Tuesday, November 30, 2010

Attachment Theory - Black Sheep a Novel


I open my mouth to say something more but she’s evaporated.

People, alive and dead, come and go, whenever they please. It’s a phenomenon that taken over as I’ve gotten older. My past blends into my present. There is no separation between then and now. It’s crowded in here.

In my younger and more vulnerable years my father gave me some advice. It’s been turning over in my mind ever since. He told me, “time rushes towards you like your wife when she’s told you she’s pregnant. Terrified, expectant and saddled with growing responsibility.” I thought life was like watching the baby grow, monitoring her stomach expanding every second. Tick, tick, tock. One moment after another, after another, after another, like pearls on a strand.

We really are sold a lot of lies in this part of the physical universe.

Once it happened, my wife, the third one, Laura, would visit me pregnant whenever she wanted to break my heart.

“Dad, who are you talking to?”

My daughter is here. No, actually here. She’s let herself in. She likes checking on me.

“No one.”

“I heard you talking to someone. Who do you see?”

“Stop treating me like I’m losing my mind.”

She looks at me. She has spent her young life concerned, which is probably my fault. Or maybe her mother’s, I know they are close. I can smell the fear around her. Men watch her as she walks and have since she was very young. She is frightened of the attention, shrinking under their gaze.

Last year, I told her that people come to visit me. I shouldn’t have. It was a moment of weakness, born of living in the past more often than before. I guess I thought that maybe people came to visit her, too.

They don’t.

She touches my arm. A blue surrounds her and has since the moment she was born. I love blue. When her blue is near me I feel safe. I don’t know why. It has always been difficult for me to trace the genealogy of feeling. Where is anything born, if everything that’s happened exists before you at once?

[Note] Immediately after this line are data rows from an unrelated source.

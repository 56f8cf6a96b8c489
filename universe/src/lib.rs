// lib.rs - Toroidal Conway's Game of Life living in a linear memory arena
//
// The cell grid is one row-major byte buffer inside `LinearMemory`. Readers
// get the raw arena plus an offset, never a copy.

use rand::rngs::StdRng;
use rand::{Rng, SeedableRng};
use thiserror::Error;

pub mod memory;
pub mod patterns;

pub use memory::LinearMemory;
pub use patterns::{PATTERNS, Pattern};

pub const DEFAULT_WIDTH: u32 = 64;
pub const DEFAULT_HEIGHT: u32 = 64;

/// Byte encoding of one cell. Readers treat any non-zero byte as alive.
#[repr(u8)]
#[derive(Clone, Copy, Debug, PartialEq, Eq)]
pub enum Cell {
    Dead = 0,
    Alive = 1,
}

impl Cell {
    pub fn from_byte(byte: u8) -> Self {
        if byte == Cell::Dead as u8 { Cell::Dead } else { Cell::Alive }
    }

    fn toggled(self) -> Self {
        match self {
            Cell::Dead => Cell::Alive,
            Cell::Alive => Cell::Dead,
        }
    }
}

#[derive(Debug, Error, PartialEq, Eq)]
pub enum UniverseError {
    #[error("universe dimensions must be positive, got {width}x{height}")]
    EmptyDimensions { width: u32, height: u32 },
    #[error("cell ({row}, {col}) is outside the {width}x{height} universe")]
    OutOfBounds { row: u32, col: u32, width: u32, height: u32 },
}

pub struct Universe {
    width: u32,
    height: u32,
    memory: LinearMemory,
    front: usize, // live generation
    back: usize,  // scratch buffer for the next generation
    generation: u64,
    epoch: u64,
    rng: StdRng,
}

impl Default for Universe {
    fn default() -> Self {
        Self::new()
    }
}

impl Universe {
    /// 64x64 universe seeded with the `i % 2 == 0 || i % 7 == 0` pattern.
    pub fn new() -> Self {
        let mut universe = Self::allocate(DEFAULT_WIDTH, DEFAULT_HEIGHT, StdRng::from_entropy());
        universe.seed_classic();
        universe
    }

    /// Like [`Universe::new`] at any size.
    pub fn with_classic_seed(width: u32, height: u32) -> Result<Self, UniverseError> {
        let mut universe = Self::with_size(width, height)?;
        universe.seed_classic();
        Ok(universe)
    }

    fn seed_classic(&mut self) {
        for (i, cell) in self.cells_mut().iter_mut().enumerate() {
            if i % 2 == 0 || i % 7 == 0 {
                *cell = Cell::Alive as u8;
            }
        }
    }

    /// Empty universe of the given size.
    pub fn with_size(width: u32, height: u32) -> Result<Self, UniverseError> {
        check_dimensions(width, height)?;
        Ok(Self::allocate(width, height, StdRng::from_entropy()))
    }

    /// Makes `reset_cells` reproducible.
    pub fn with_seed(mut self, seed: u64) -> Self {
        self.rng = StdRng::seed_from_u64(seed);
        self
    }

    fn allocate(width: u32, height: u32, rng: StdRng) -> Self {
        let mut memory = LinearMemory::default();
        let len = width as usize * height as usize;
        let front = memory.alloc(len);
        let back = memory.alloc(len);
        Self {
            width,
            height,
            memory,
            front,
            back,
            generation: 0,
            epoch: 0,
            rng,
        }
    }

    pub fn width(&self) -> u32 {
        self.width
    }

    pub fn height(&self) -> u32 {
        self.height
    }

    fn len(&self) -> usize {
        self.width as usize * self.height as usize
    }

    /// Offset of the live cell buffer inside `memory()`. Changes every tick.
    pub fn cells_offset(&self) -> usize {
        self.front
    }

    /// The whole arena. Only `[cells_offset(), cells_offset() + width*height)` is the grid.
    pub fn memory(&self) -> &LinearMemory {
        &self.memory
    }

    pub fn generation(&self) -> u64 {
        self.generation
    }

    /// Bumped whenever the live buffer moves or is rewritten wholesale.
    pub fn epoch(&self) -> u64 {
        self.epoch
    }

    fn cells_mut(&mut self) -> &mut [u8] {
        let len = self.len();
        self.memory.slice_mut(self.front, len)
    }

    fn index(&self, row: u32, col: u32) -> usize {
        cell_index(self.width, row, col)
    }

    fn check(&self, row: u32, col: u32) -> Result<(), UniverseError> {
        if row < self.height && col < self.width {
            Ok(())
        } else {
            Err(UniverseError::OutOfBounds { row, col, width: self.width, height: self.height })
        }
    }

    pub fn get(&self, row: u32, col: u32) -> Result<Cell, UniverseError> {
        self.check(row, col)?;
        let byte = self.memory.slice(self.front, self.len())[self.index(row, col)];
        Ok(Cell::from_byte(byte))
    }

    /// Advances one generation. The result is written into the scratch
    /// buffer and the two buffers swap roles.
    pub fn tick(&mut self) {
        let (width, height, len) = (self.width, self.height, self.len());
        let (current, next) = self.memory.read_write(self.front, self.back, len);

        for row in 0..height {
            for col in 0..width {
                let idx = cell_index(width, row, col);
                let alive = current[idx] != Cell::Dead as u8;
                let count = live_neighbor_count(current, width, height, row, col);

                let next_cell = match (alive, count) {
                    (true, 2) | (true, 3) => Cell::Alive, // Survival
                    (false, 3) => Cell::Alive,            // Birth
                    _ => Cell::Dead,                      // Death or stays dead
                };
                next[idx] = next_cell as u8;
            }
        }

        std::mem::swap(&mut self.front, &mut self.back);
        self.generation += 1;
        self.epoch += 1;
    }

    pub fn toggle_cell(&mut self, row: u32, col: u32) -> Result<(), UniverseError> {
        self.check(row, col)?;
        let idx = self.index(row, col);
        let cells = self.cells_mut();
        cells[idx] = Cell::from_byte(cells[idx]).toggled() as u8;
        Ok(())
    }

    /// Re-randomizes every cell with a 50% chance of being alive.
    pub fn reset_cells(&mut self) {
        let len = self.len();
        let (front, rng) = (self.front, &mut self.rng);
        for cell in self.memory.slice_mut(front, len) {
            let next = if rng.gen_bool(0.5) { Cell::Alive } else { Cell::Dead };
            *cell = next as u8;
        }
        self.generation = 0;
        self.epoch += 1;
        tracing::debug!(width = self.width, height = self.height, "cells reset");
    }

    /// Kills every cell.
    pub fn clear(&mut self) {
        self.cells_mut().fill(Cell::Dead as u8);
        self.generation = 0;
        self.epoch += 1;
    }

    /// Sets the listed cells alive. Out-of-range cells are rejected before
    /// anything is written.
    pub fn set_cells(&mut self, cells: &[(u32, u32)]) -> Result<(), UniverseError> {
        for &(row, col) in cells {
            self.check(row, col)?;
        }
        for &(row, col) in cells {
            let idx = self.index(row, col);
            self.cells_mut()[idx] = Cell::Alive as u8;
        }
        Ok(())
    }

    /// Clears the universe and stamps `pattern` in the middle. Cells that
    /// fall outside a universe smaller than the pattern are dropped.
    pub fn load_pattern(&mut self, pattern: &Pattern) {
        self.clear();
        let (rows, cols) = pattern.extent();
        let top = self.height.saturating_sub(rows) / 2;
        let left = self.width.saturating_sub(cols) / 2;
        for &(row, col) in pattern.cells {
            let (row, col) = (top + row, left + col);
            if row < self.height && col < self.width {
                let idx = self.index(row, col);
                self.cells_mut()[idx] = Cell::Alive as u8;
            }
        }
    }

    /// Resizing reallocates both buffers and kills every cell.
    pub fn set_width(&mut self, width: u32) -> Result<(), UniverseError> {
        self.resize(width, self.height)
    }

    /// See [`Universe::set_width`].
    pub fn set_height(&mut self, height: u32) -> Result<(), UniverseError> {
        self.resize(self.width, height)
    }

    fn resize(&mut self, width: u32, height: u32) -> Result<(), UniverseError> {
        check_dimensions(width, height)?;
        self.width = width;
        self.height = height;
        self.memory.release_all();
        let len = self.len();
        self.front = self.memory.alloc(len);
        self.back = self.memory.alloc(len);
        self.generation = 0;
        self.epoch += 1;
        tracing::debug!(width, height, "universe resized");
        Ok(())
    }

    pub fn live_cells(&self) -> usize {
        self.memory
            .slice(self.front, self.len())
            .iter()
            .filter(|&&byte| byte != Cell::Dead as u8)
            .count()
    }
}

fn check_dimensions(width: u32, height: u32) -> Result<(), UniverseError> {
    if width == 0 || height == 0 {
        return Err(UniverseError::EmptyDimensions { width, height });
    }
    Ok(())
}

/// Row-major byte index, computed in `usize` like `len()`.
fn cell_index(width: u32, row: u32, col: u32) -> usize {
    row as usize * width as usize + col as usize
}

fn live_neighbor_count(cells: &[u8], width: u32, height: u32, row: u32, col: u32) -> u8 {
    let mut count = 0;
    for delta_row in [height - 1, 0, 1] {
        for delta_col in [width - 1, 0, 1] {
            if delta_row == 0 && delta_col == 0 {
                continue;
            }
            let neighbor_row = ((u64::from(row) + u64::from(delta_row)) % u64::from(height)) as u32;
            let neighbor_col = ((u64::from(col) + u64::from(delta_col)) % u64::from(width)) as u32;
            let idx = cell_index(width, neighbor_row, neighbor_col);
            if cells[idx] != Cell::Dead as u8 {
                count += 1;
            }
        }
    }
    count
}

#[cfg(test)]
mod tests {
    use super::*;

    #[test]
    fn cell_index_does_not_wrap_past_u32() {
        assert_eq!(cell_index(70_000, 70_000, 5), 4_900_000_005);
        assert_eq!(cell_index(u32::MAX, 1, 0), u32::MAX as usize);
        assert_eq!(cell_index(5, 2, 3), 13);
    }

    fn universe_with(width: u32, height: u32, alive: &[(u32, u32)]) -> Universe {
        let mut universe = Universe::with_size(width, height).unwrap().with_seed(7);
        universe.set_cells(alive).unwrap();
        universe
    }

    fn alive_cells(universe: &Universe) -> Vec<(u32, u32)> {
        let mut alive = Vec::new();
        for row in 0..universe.height() {
            for col in 0..universe.width() {
                if universe.get(row, col).unwrap() == Cell::Alive {
                    alive.push((row, col));
                }
            }
        }
        alive
    }

    #[test]
    fn default_universe_uses_classic_seed() {
        let universe = Universe::new();
        assert_eq!((universe.width(), universe.height()), (64, 64));
        assert_eq!(universe.get(0, 0).unwrap(), Cell::Alive);
        assert_eq!(universe.get(0, 1).unwrap(), Cell::Dead);
        assert_eq!(universe.get(0, 7).unwrap(), Cell::Alive);
    }

    #[test]
    fn classic_seed_at_any_size() {
        let universe = Universe::with_classic_seed(10, 3).unwrap();
        // Index 7 is odd but a multiple of 7.
        assert_eq!(universe.get(0, 7).unwrap(), Cell::Alive);
        assert_eq!(universe.get(0, 9).unwrap(), Cell::Dead);
        assert!(Universe::with_classic_seed(0, 3).is_err());
    }

    #[test]
    fn isolated_cell_dies() {
        let mut universe = universe_with(8, 8, &[(0, 0)]);
        universe.tick();
        assert_eq!(universe.live_cells(), 0);
        assert_eq!(universe.generation(), 1);
    }

    #[test]
    fn blinker_oscillates() {
        let mut universe = universe_with(5, 5, &[(2, 1), (2, 2), (2, 3)]);
        universe.tick();
        assert_eq!(alive_cells(&universe), vec![(1, 2), (2, 2), (3, 2)]);
        universe.tick();
        assert_eq!(alive_cells(&universe), vec![(2, 1), (2, 2), (2, 3)]);
    }

    #[test]
    fn neighbours_wrap_around_edges() {
        // Vertical blinker through the top/bottom seam of a 6x6 torus.
        let mut universe = universe_with(6, 6, &[(5, 2), (0, 2), (1, 2)]);
        universe.tick();
        assert_eq!(alive_cells(&universe), vec![(0, 1), (0, 2), (0, 3)]);
    }

    #[test]
    fn tick_moves_live_buffer() {
        let mut universe = universe_with(4, 4, &[]);
        let before = (universe.cells_offset(), universe.epoch());
        universe.tick();
        assert_ne!(universe.cells_offset(), before.0);
        assert_eq!(universe.epoch(), before.1 + 1);
    }

    #[test]
    fn toggle_flips_and_rejects_out_of_range() {
        let mut universe = universe_with(4, 3, &[]);
        universe.toggle_cell(2, 3).unwrap();
        assert_eq!(universe.get(2, 3).unwrap(), Cell::Alive);
        universe.toggle_cell(2, 3).unwrap();
        assert_eq!(universe.get(2, 3).unwrap(), Cell::Dead);
        assert_eq!(
            universe.toggle_cell(3, 0),
            Err(UniverseError::OutOfBounds { row: 3, col: 0, width: 4, height: 3 })
        );
    }

    #[test]
    fn seeded_reset_is_reproducible() {
        let mut a = Universe::with_size(16, 16).unwrap().with_seed(42);
        let mut b = Universe::with_size(16, 16).unwrap().with_seed(42);
        a.reset_cells();
        b.reset_cells();
        assert_eq!(alive_cells(&a), alive_cells(&b));
        assert!(a.live_cells() > 0 && a.live_cells() < 256);
    }

    #[test]
    fn resize_reallocates_and_clears() {
        let mut universe = universe_with(4, 4, &[(1, 1)]);
        let epoch = universe.epoch();
        universe.set_width(200).unwrap();
        universe.set_height(100).unwrap();
        assert_eq!((universe.width(), universe.height()), (200, 100));
        assert_eq!(universe.live_cells(), 0);
        assert!(universe.epoch() > epoch);
        assert!(universe.memory().relocations() > 0);
        assert_eq!(
            universe.set_width(0),
            Err(UniverseError::EmptyDimensions { width: 0, height: 100 })
        );
    }

    #[test]
    fn load_pattern_centres_shape() {
        let mut universe = universe_with(5, 5, &[(0, 0)]);
        universe.load_pattern(Pattern::find("Blinker").unwrap());
        assert_eq!(alive_cells(&universe), vec![(2, 1), (2, 2), (2, 3)]);
    }

    #[test]
    fn load_pattern_clips_to_small_universe() {
        let mut universe = universe_with(10, 10, &[]);
        universe.load_pattern(Pattern::find("Gosper Glider Gun").unwrap());
        assert!(universe.live_cells() > 0);
        assert!(universe.live_cells() < 36);
    }
}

Five minutes later, Marla leaves quickly.I am very tall, and I have to lean down to embrace her. For a moment, I see her mother in her eyes. She left quickly, too.

When I head back to the kitchen, I see Marla as a four year old, hiding in the corner, laughing. I love children. They are much easier than adults.

“Hi, Daddy.”

“What a wonderful surprise!”

“Sorry for hiding. I miss you.”

Don’t envy me. Just because my memories are just three-dimensional doesn’t mean I get to choose the pace at which life happens. Death comes fast or it comes slow. Time will, one day, end it.

Frank, by the way. My name is Frank.

...

The Oakley family was accustomed to Frank performing during mealtimes. Some nights, he literally sang for his supper.

“You need to sit down, Frank. Listen to your father.” Catherine, his mother, forty, was old for a mother. She was overweight and came from money. No matter how she tried to hide it, she was charmed by Frank, even if looking after him meant she had to vacuum with one hand on the machine, one hand gripping the collar of his shirt.

At night, as she would tuck Frank into bed, she whispered in his ear, “You’re a terror, you know that?”

He’d nod.

“But that’s why you’re my favourite. That’s the reason I fell in love with your father. Women are always attracted to terror. Never forget that.”

...

"I can see time!" yelled Frank.

There was a loud moan from the other side of the table.

The oldest Oakley son, John, after his father, had cerebral palsy. He was difficult. It was Paul and Frank’s job to take him for his daily walk after dinner. He was getting restless and wanted to go on his walk now.

Frank took that to mean that John believed what he was saying. His oldest brother saw, like him, as plain as the nose on his face, that he could read time like a book.

As Frank grew, he learned to keep it between himself and his oldest brother. Just because he heard the future, first as a voice that was not his own and then saw it, painted like murals in the sky, didn’t mean he could tell people. He was sentenced to a life of lonely secrets, guarded by one sick brother.

“How did John get sick?” Frank asked Paul once, when he was about four. Paul was eight.

“Dad was painting his room and left him alone. He was about two and he crawled to the paint and drank it.”

“Really?”

“Yeah.”

“Poor Pops.”

“Yeah.”

It was the one moment in Frank’s memory that Paul had not made him feel stupid.

There was some upsides to having a sick brother. They were the first family on the block to get a TV. John spent his days inside, not moving, watching three channels in black and white.

“You can’t predict the future, you just got lucky,” said Paul.

“Our big brother believes me,” Frank whispered.

“My son, the storyteller. You can’t make any money doing that,” said John.

That night, Frank stayed up in bed, under his covers, writing a story about an Indian who killed people and let the world know by releasing smoke signals above the town he lived in. They acted as a warning of what was to come, making the murderer sympathetic.

Frank believed you could do anything, so long as people could sympathize.

He read it to his mother the next morning.

“That’s beautiful,” she told him.

At that time, the strongest influence on his life and work was whomever he loved.